The 94.5 translator was wedged in between two unrelated stations: WIPK, broadcasting from Calhoun to the north, and WFDR-FM in Woodbury. Complaints from the latter station prompted W233BF to modify its facility and reduce power.

In 2014 and 2015, Hegwood bought WIPK and WFDR-FM, with the stations flipped to Streetz in January and April, respectively. That October, WIPK broke off from the trimulcast as contemporary hit radio outlet "i94.5"; it returned to Streetz in early 2019.

Since launch, W233BF had been fed by a leased HD Radio subchannel of Entercom-owned WSTR (94.1 FM). However, in late 2017, Entercom acquired competing WVEE (103.3 FM) as part of its purchase of CBS Radio. In order to secure a new originating signal, Hegwood worked with JDJ Communications, which had acquired WATB from Way Broadcasting—a subsidiary of Multicultural—in a $960,000 transaction. On January 30, 2018, WATB became WWSZ, and by April, WWSZ had begun broadcasting Streetz, replacing WSTR as the program source for W233BF.

===W233BF===

W233BF (94.5 FM) – branded as Streetz 94.5 – is a radio station in metro Atlanta, now licensed to serve Atlanta owned by Edgewater Broadcasting. After a series of moves (previously serving the eastern exurb of Social Circle), the station now transmits from the WUPA tower east of downtown, just north of Interstate 20. The station competes with WHTA and WVEE-FM.

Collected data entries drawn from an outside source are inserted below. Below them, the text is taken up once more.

#[cfg(test)]
mod tests {
    use super::*;
    use std::sync::atomic::AtomicBool;

    /// Store that fails while `down` is set, otherwise delegates to memory.
    struct FlakyStore {
        down: AtomicBool,
        inner: MemoryLockStore,
        dels: AtomicU64,
    }

    impl FlakyStore {
        fn new(down: bool) -> Self {
            Self {
                down: AtomicBool::new(down),
                inner: MemoryLockStore::new(),
                dels: AtomicU64::new(0),
            }
        }
    }

    #[async_trait]
    impl LockStore for FlakyStore {
        async fn set_nx_ex(
            &self,
            key: &str,
            value: &str,
            ttl: Duration,
        ) -> Result<bool, LockStoreError> {
            if self.down.load(Ordering::SeqCst) {
                return Err(LockStoreError::Unavailable("connection refused".into()));
            }
            self.inner.set_nx_ex(key, value, ttl).await
        }

        async fn del(&self, key: &str) -> Result<(), LockStoreError> {
            self.dels.fetch_add(1, Ordering::SeqCst);
            if self.down.load(Ordering::SeqCst) {
                return Err(LockStoreError::Unavailable("connection refused".into()));
            }
            self.inner.del(key).await
        }

        fn backend(&self) -> &'static str {
            "flaky"
        }
    }

    fn config(mode: FailMode) -> LockConfig {
        LockConfig {
            fail_mode: mode,
            ..Default::default()
        }
    }

    fn memory_lock() -> AutomationLock {
        AutomationLock::new(Some(Arc::new(MemoryLockStore::new())), &config(FailMode::Open))
    }

    #[test]
    fn test_key_format() {
        let lock = memory_lock();
        assert_eq!(lock.key("low-balance-alert"), "automation:lock:low-balance-alert");
    }

    #[tokio::test]
    async fn test_mutual_exclusion() {
        let lock = Arc::new(memory_lock());
        let (a, b) = tokio::join!(lock.acquire("billing"), lock.acquire("billing"));
        assert!(a ^ b, "exactly one concurrent acquire must win");

        let stats = lock.stats();
        assert_eq!(stats.acquired, 1);
        assert_eq!(stats.contended, 1);
        assert_eq!(stats.fail_open, 0);

        lock.release("billing").await;
        assert!(lock.acquire("billing").await);
    }

    #[tokio::test]
    async fn test_distinct_slugs_do_not_contend() {
        let lock = memory_lock();
        assert!(lock.acquire("a").await);
        assert!(lock.acquire("b").await);
    }

    #[tokio::test]
    async fn test_memory_ttl_expiry() {
        let store = Arc::new(MemoryLockStore::new());
        let lock = AutomationLock::new(Some(store.clone()), &config(FailMode::Open));
        assert!(lock.acquire_with_ttl("slow", Duration::from_millis(20)).await);
        let value = store.holder(&lock.key("slow")).await.unwrap();
        assert!(value.parse::<i64>().is_ok(), "value is the acquisition timestamp");
        assert!(!lock.acquire("slow").await);
        tokio::time::sleep(Duration::from_millis(40)).await;
        assert!(store.holder(&lock.key("slow")).await.is_none());
        assert!(lock.acquire("slow").await);
    }

    #[tokio::test]
    async fn test_fail_open_grants() {
        let lock = AutomationLock::new(Some(Arc::new(FlakyStore::new(true))), &config(FailMode::Open));
        assert!(lock.acquire("billing").await);
        let stats = lock.stats();
        assert_eq!(stats.fail_open, 1);
        assert_eq!(stats.fail_closed, 0);
        assert_eq!(stats.acquired, 0);
    }

    #[tokio::test]
    async fn test_fail_closed_denies() {
        let lock =
            AutomationLock::new(Some(Arc::new(FlakyStore::new(true))), &config(FailMode::Closed));
        assert!(!lock.acquire("billing").await);
        let stats = lock.stats();
        assert_eq!(stats.fail_closed, 1);
        assert_eq!(stats.contended, 0);
    }

    #[tokio::test]
    async fn test_unconfigured_store_uses_fail_mode() {
        let open = AutomationLock::new(None, &config(FailMode::Open));
        assert!(open.acquire("x").await);
        assert_eq!(open.backend(), "none");
        let closed = AutomationLock::new(None, &config(FailMode::Closed));
        assert!(!closed.acquire("x").await);
        assert_eq!(closed.stats().fail_closed, 1);
        // nothing to delete without a store
        closed.release("x").await;
        assert_eq!(closed.stats().released, 0);
    }

    #[tokio::test]
    async fn test_release_is_idempotent() {
        let lock = memory_lock();
        lock.release("never-acquired").await;
        assert!(lock.acquire("x").await);
        lock.release("x").await;
        lock.release("x").await;
        assert_eq!(lock.stats().released, 3);
        assert_eq!(lock.stats().release_errors, 0);
    }

    #[tokio::test]
    async fn test_release_error_is_counted_not_raised() {
        let lock = AutomationLock::new(Some(Arc::new(FlakyStore::new(true))), &config(FailMode::Open));
        lock.release("x").await;
        assert_eq!(lock.stats().release_errors, 1);
    }

    #[tokio::test]
    async fn test_recovery_resets_streak() {
        let store = Arc::new(FlakyStore::new(true));
        let lock = AutomationLock::new(Some(store.clone()), &config(FailMode::Closed));
        assert!(!lock.acquire("x").await);
        assert!(!lock.acquire("x").await);
        assert_eq!(lock.counters.degraded_streak.load(Ordering::Relaxed), 2);

        store.down.store(false, Ordering::SeqCst);
        assert!(lock.acquire("x").await);
        assert_eq!(lock.counters.degraded_streak.load(Ordering::Relaxed), 0);
        assert_eq!(lock.stats().fail_closed, 2);
    }

    #[test]
    fn test_warning_throttle() {
        let warned: Vec<u64> = (1..=25).filter(|s| should_warn(*s, 10)).collect();
        assert_eq!(warned, vec![1, 10, 20]);
        // 0 disables repeats
        assert!(should_warn(1, 0));
        assert!(!should_warn(2, 0));
    }

    #[test]
    fn test_redis_store_parses_url_without_connecting() {
        let store = RedisLockStore::new("redis://127.0.0.1:6379").unwrap();
        assert_eq!(store.backend(), "redis");
        assert!(RedisLockStore::new("not a url").is_err());
    }

    #[test]
    fn test_from_config_without_url() {
        let lock = AutomationLock::from_config(&LockConfig::default()).unwrap();
        assert_eq!(lock.backend(), "none");
        assert_eq!(lock.ttl(), Duration::from_secs(300));
        assert_eq!(lock.fail_mode(), FailMode::Open);
    }
}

W233BF is owned by Edgewater Broadcasting, though operated by Core Communications.

Originally applied-for in 2003, the station went on the air in July 2007, and immediately requested permission to move to 105.3, becoming W287BI. Due to RF interference from full-power WBZY, it requested to go back to 94.5 in July 2010, regaining its old frequency (and therefore callsign) by December that year. In November however, it had already applied to move closer to Atlanta, where it was located north of Conyers, broadcasting a Christian radio format as The Spirit 94.5. In late March 2012, it applied to move to the WUPA tower in the Inman Park neighborhood east of downtown Atlanta. On June 23, 2012, the station flipped to its current local-emphasizing hip hop format, branded as "Streetz 94.5." The station also exchanged RF interference with two co-channel stations: WIPK in northwest Georgia, and WFDR-FM Woodbury. Due to complaints from WFDR, an application was filed with the FCC in early August 2012 to reduce power to 185 watts at the same height and location, and switch to an omnidirectional antenna. In April 2015, it purchased WFDR-FM, effectively removing its biggest hindrance with expanding in the Atlanta area, and that station now also rebroadcasts WSTR-HD3.

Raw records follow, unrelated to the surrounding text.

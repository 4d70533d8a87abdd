//! Error types shared across the workspace.

use thiserror::Error;

/// Result alias used by stores, admin operations and config loading.
pub type Result<T> = std::result::Result<T, SpedireError>;

/// Top-level error for the automation engine.
#[derive(Debug, Error)]
pub enum SpedireError {
    #[error("Configuration error: {0}")]
    Config(String),

    #[error("Database error: {0}")]
    Database(String),

    #[error("Not found: {0}")]
    NotFound(String),

    #[error("Lock error: {0}")]
    Lock(String),

    #[error("Handler error: {0}")]
    Handler(String),

    #[error("Invalid input: {0}")]
    InvalidInput(String),

    #[error("IO error: {0}")]
    Io(#[from] std::io::Error),

    #[error("JSON error: {0}")]
    Json(#[from] serde_json::Error),

    #[error("TOML error: {0}")]
    Toml(String),
}

impl SpedireError {
    /// Short machine-readable kind, used in API responses.
    pub fn kind(&self) -> &'static str {
        match self {
            Self::Config(_) => "config",
            Self::Database(_) => "database",
            Self::NotFound(_) => "not_found",
            Self::Lock(_) => "lock",
            Self::Handler(_) => "handler",
            Self::InvalidInput(_) => "invalid_input",
            Self::Io(_) => "io",
            Self::Json(_) => "json",
            Self::Toml(_) => "toml",
        }
    }
}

In January 2015, the station also purchased and began simulcasting on WIPK FM 94.5 in northwest Georgia, similar to the situation with WTSH-FM and W296BB on 107.1, which also serve northwest Georgia and metro Atlanta respectively. The approximate "boundary" between the two stations' signals is the ridge that includes Kennesaw Mountain and Sweat Mountain. In October of that year, however, WIPK split from the simulcast and flipped to CHR as "i94.5." As of April 2018, the station would begin simulcasting on WWSZ AM 1420 in Decatur.

From the launch of "Streetz" in 2012 until late 2019, the translator was fed by the HD3 sub-channel of WSTR (94.1). This would be dropped after WSTR's owner Entercom acquired long-time urban station (and competitor) WVEE, and flipped the HD3 channel to their "Channel Q" network.